╭──
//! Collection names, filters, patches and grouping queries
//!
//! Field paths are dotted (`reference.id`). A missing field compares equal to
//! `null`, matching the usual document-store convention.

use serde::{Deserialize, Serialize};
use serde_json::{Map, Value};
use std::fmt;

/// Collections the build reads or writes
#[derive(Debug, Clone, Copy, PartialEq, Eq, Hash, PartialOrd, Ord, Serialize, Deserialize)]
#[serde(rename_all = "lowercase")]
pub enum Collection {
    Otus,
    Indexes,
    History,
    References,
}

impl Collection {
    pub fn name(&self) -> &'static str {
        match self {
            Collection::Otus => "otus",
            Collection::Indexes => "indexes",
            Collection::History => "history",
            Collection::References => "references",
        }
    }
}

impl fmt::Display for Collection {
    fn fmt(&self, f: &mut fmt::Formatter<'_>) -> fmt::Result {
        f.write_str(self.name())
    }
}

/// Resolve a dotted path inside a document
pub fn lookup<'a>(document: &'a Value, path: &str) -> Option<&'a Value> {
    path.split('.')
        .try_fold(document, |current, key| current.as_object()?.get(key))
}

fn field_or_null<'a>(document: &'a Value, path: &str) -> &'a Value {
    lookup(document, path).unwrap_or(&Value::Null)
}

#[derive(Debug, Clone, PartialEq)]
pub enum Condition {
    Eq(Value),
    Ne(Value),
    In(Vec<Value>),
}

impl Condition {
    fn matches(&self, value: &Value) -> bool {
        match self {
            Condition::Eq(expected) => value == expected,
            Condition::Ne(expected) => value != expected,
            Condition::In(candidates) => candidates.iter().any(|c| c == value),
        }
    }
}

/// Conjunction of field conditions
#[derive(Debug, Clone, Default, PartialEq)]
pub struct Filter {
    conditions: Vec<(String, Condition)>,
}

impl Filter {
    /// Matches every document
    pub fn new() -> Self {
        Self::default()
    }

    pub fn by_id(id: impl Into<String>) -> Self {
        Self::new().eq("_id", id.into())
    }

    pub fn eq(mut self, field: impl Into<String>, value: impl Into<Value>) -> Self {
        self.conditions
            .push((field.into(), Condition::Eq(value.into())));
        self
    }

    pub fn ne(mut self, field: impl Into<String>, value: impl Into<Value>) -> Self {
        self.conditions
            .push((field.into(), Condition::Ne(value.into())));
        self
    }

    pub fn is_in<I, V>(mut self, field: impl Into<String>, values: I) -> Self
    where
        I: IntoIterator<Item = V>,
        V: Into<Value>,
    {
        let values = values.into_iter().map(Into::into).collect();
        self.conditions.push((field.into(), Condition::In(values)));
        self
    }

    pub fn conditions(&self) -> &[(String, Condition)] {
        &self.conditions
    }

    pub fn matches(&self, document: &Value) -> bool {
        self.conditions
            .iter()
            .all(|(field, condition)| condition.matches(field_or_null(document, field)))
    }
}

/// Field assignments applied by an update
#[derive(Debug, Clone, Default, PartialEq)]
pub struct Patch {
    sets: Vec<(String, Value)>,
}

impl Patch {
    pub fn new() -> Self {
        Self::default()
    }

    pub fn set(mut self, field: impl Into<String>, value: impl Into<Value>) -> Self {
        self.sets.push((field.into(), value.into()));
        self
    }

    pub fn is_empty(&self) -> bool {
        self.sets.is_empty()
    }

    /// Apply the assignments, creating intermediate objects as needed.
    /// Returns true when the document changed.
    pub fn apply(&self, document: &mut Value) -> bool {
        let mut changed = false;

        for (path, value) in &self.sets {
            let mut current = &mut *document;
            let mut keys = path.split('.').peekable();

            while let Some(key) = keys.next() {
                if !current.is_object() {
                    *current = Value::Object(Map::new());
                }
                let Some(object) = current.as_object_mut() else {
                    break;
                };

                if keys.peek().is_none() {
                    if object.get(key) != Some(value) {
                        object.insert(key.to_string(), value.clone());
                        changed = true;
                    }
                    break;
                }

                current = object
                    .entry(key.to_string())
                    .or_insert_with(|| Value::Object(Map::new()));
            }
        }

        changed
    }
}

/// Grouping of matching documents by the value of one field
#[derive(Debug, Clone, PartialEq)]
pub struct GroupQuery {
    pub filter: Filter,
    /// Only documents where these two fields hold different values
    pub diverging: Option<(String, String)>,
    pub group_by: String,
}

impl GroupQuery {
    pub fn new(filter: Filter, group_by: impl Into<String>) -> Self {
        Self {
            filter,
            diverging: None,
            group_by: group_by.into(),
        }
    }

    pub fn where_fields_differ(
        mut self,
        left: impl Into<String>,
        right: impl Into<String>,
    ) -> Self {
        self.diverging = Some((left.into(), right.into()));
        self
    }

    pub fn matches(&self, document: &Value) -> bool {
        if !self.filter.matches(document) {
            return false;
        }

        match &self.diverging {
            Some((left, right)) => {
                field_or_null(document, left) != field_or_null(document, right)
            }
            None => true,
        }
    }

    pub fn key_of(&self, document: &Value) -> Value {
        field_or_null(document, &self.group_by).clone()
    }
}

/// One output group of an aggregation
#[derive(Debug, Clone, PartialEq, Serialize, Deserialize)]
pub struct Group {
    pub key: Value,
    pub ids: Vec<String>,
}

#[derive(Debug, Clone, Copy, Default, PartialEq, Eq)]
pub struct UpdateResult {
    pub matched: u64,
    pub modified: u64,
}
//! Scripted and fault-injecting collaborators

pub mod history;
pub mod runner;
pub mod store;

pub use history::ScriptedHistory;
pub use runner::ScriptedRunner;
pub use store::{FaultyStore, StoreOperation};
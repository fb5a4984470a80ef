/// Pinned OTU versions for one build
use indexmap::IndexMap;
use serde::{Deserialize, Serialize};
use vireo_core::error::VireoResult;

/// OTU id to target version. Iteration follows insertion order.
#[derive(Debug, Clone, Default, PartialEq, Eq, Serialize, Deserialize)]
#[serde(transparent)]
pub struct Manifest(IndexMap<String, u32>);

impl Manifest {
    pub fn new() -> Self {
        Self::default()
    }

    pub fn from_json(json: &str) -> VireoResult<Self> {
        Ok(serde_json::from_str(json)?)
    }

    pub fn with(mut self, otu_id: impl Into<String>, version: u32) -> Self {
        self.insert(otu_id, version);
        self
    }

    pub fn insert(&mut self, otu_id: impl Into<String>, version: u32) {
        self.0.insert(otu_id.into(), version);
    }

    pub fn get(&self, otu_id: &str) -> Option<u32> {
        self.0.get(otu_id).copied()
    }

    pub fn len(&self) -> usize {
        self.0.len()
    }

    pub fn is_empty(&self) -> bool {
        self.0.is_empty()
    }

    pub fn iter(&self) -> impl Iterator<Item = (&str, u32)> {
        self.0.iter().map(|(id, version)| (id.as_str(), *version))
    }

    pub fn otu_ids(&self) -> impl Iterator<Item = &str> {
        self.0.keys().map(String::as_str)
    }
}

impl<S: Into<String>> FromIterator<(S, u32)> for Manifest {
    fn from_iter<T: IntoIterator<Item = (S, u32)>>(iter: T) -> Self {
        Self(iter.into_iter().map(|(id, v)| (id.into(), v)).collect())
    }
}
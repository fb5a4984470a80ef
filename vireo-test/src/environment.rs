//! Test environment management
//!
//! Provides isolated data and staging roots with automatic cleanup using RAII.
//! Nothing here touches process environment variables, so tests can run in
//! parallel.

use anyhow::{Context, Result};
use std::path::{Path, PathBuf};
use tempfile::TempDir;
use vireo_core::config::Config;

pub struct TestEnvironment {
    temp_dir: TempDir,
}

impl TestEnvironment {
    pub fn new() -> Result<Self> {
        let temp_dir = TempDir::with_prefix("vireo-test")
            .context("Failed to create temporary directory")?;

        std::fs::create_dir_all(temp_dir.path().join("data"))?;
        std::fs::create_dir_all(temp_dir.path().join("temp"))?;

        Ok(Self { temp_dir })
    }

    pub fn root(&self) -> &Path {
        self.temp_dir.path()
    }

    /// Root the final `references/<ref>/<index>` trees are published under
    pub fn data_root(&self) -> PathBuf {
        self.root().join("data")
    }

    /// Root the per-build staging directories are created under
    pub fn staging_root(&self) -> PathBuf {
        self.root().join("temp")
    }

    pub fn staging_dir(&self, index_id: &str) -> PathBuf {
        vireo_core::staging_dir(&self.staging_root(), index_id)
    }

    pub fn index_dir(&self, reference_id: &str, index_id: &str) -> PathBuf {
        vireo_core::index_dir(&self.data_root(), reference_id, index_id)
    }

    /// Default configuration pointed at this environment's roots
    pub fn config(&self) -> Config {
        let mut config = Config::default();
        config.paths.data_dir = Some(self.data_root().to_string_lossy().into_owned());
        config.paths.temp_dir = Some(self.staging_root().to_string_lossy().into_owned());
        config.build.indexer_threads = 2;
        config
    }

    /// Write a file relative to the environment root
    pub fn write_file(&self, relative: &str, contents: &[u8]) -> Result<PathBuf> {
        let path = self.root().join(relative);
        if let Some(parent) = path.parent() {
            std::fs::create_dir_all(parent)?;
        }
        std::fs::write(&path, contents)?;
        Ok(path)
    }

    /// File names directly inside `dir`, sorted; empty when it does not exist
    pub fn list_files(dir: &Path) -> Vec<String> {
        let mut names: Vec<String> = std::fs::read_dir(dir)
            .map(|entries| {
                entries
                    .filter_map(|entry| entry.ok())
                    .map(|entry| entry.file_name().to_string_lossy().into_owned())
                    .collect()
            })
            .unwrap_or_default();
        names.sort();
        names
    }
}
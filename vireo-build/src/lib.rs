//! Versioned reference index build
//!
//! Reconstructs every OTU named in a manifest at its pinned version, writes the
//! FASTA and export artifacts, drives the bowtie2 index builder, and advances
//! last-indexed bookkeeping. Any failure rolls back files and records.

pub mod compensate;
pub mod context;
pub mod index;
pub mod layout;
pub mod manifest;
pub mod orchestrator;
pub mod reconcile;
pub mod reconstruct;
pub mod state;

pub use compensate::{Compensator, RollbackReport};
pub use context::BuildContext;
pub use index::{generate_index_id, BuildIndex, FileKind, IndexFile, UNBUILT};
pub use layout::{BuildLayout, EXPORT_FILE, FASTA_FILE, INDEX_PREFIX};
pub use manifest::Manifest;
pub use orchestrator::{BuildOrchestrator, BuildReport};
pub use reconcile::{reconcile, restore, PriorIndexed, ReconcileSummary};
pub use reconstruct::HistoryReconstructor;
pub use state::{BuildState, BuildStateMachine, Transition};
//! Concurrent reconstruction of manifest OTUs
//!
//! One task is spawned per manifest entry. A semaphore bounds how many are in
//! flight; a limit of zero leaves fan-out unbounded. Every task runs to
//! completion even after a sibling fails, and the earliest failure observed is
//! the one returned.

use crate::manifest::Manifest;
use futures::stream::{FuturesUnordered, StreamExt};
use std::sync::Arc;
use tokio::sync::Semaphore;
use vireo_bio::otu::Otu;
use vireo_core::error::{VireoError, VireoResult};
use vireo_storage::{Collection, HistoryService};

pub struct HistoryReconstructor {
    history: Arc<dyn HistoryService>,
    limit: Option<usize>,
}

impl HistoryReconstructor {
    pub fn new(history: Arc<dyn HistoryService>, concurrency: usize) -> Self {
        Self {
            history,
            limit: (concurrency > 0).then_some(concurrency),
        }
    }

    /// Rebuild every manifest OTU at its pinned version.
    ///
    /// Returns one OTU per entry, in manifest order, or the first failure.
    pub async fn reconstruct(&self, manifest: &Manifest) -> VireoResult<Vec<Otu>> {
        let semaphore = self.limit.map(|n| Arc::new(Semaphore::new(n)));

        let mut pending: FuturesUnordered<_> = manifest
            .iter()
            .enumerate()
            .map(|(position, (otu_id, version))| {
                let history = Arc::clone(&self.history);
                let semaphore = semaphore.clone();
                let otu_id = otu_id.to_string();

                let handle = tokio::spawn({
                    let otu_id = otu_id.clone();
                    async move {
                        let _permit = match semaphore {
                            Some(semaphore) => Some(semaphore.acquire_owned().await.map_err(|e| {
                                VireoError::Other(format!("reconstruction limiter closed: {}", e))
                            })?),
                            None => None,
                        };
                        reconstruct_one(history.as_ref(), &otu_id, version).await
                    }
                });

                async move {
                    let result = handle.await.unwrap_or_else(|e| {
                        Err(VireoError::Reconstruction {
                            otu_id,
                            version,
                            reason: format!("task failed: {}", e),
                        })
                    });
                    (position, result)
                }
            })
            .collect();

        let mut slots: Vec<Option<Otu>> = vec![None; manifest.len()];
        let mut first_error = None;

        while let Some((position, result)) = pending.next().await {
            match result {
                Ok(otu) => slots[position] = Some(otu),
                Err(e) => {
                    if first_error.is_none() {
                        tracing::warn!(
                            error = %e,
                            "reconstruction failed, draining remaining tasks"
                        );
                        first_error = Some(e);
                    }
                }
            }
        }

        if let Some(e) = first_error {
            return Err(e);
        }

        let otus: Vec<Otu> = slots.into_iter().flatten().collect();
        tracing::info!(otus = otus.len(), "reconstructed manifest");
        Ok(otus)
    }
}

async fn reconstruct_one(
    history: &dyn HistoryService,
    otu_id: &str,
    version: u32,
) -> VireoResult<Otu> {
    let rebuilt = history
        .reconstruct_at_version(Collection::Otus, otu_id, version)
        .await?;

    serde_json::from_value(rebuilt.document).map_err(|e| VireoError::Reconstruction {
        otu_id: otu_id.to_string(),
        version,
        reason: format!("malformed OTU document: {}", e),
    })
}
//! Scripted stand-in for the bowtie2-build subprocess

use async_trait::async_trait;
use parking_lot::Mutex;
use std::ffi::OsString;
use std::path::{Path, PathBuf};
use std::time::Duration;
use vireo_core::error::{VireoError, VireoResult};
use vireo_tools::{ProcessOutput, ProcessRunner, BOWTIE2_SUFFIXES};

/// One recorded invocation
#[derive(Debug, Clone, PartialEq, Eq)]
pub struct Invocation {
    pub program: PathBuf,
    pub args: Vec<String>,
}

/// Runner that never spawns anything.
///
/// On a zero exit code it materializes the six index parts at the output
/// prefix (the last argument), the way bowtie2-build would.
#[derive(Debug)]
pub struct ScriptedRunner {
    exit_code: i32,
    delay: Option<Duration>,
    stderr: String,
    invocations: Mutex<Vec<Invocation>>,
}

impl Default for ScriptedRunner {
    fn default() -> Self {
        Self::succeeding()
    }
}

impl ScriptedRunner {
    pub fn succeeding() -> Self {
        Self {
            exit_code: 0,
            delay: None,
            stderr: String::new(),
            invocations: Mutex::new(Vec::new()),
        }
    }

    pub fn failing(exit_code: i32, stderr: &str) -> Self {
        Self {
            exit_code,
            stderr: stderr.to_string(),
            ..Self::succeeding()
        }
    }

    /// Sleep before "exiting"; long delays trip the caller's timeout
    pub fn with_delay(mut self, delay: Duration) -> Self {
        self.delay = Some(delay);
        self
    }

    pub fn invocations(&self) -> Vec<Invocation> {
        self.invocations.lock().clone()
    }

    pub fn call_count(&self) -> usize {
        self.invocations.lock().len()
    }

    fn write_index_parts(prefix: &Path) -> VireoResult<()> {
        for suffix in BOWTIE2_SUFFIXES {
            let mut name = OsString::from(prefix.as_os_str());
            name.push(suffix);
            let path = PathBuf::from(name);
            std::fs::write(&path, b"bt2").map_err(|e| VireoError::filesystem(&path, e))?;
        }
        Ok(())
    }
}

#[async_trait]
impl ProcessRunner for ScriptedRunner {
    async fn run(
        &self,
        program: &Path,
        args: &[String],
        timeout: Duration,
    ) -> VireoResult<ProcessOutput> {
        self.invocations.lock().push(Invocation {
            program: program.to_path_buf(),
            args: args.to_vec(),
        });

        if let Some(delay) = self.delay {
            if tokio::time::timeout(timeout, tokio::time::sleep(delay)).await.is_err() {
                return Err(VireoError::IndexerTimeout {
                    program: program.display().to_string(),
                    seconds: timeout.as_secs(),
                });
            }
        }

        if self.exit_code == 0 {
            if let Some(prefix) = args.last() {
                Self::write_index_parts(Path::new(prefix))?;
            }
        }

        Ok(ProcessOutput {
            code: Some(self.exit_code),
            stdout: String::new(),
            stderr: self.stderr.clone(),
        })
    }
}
╰──
Assigned task:
Taking the entries above, write out exactly each line from the one holding "the bowtie2-build subprocess" to the one holding "let path = PathBuf::from(name);", both included, and stop there.

Written solution:
//! Scripted stand-in for the bowtie2-build subprocess

use async_trait::async_trait;
use parking_lot::Mutex;
use std::ffi::OsString;
use std::path::{Path, PathBuf};
use std::time::Duration;
use vireo_core::error::{VireoError, VireoResult};
use vireo_tools::{ProcessOutput, ProcessRunner, BOWTIE2_SUFFIXES};

/// One recorded invocation
#[derive(Debug, Clone, PartialEq, Eq)]
pub struct Invocation {
    pub program: PathBuf,
    pub args: Vec<String>,
}

/// Runner that never spawns anything.
///
/// On a zero exit code it materializes the six index parts at the output
/// prefix (the last argument), the way bowtie2-build would.
#[derive(Debug)]
pub struct ScriptedRunner {
    exit_code: i32,
    delay: Option<Duration>,
    stderr: String,
    invocations: Mutex<Vec<Invocation>>,
}

impl Default for ScriptedRunner {
    fn default() -> Self {
        Self::succeeding()
    }
}

impl ScriptedRunner {
    pub fn succeeding() -> Self {
        Self {
            exit_code: 0,
            delay: None,
            stderr: String::new(),
            invocations: Mutex::new(Vec::new()),
        }
    }

    pub fn failing(exit_code: i32, stderr: &str) -> Self {
        Self {
            exit_code,
            stderr: stderr.to_string(),
            ..Self::succeeding()
        }
    }

    /// Sleep before "exiting"; long delays trip the caller's timeout
    pub fn with_delay(mut self, delay: Duration) -> Self {
        self.delay = Some(delay);
        self
    }

    pub fn invocations(&self) -> Vec<Invocation> {
        self.invocations.lock().clone()
    }

    pub fn call_count(&self) -> usize {
        self.invocations.lock().len()
    }

    fn write_index_parts(prefix: &Path) -> VireoResult<()> {
        for suffix in BOWTIE2_SUFFIXES {
            let mut name = OsString::from(prefix.as_os_str());
            name.push(suffix);
            let path = PathBuf::from(name);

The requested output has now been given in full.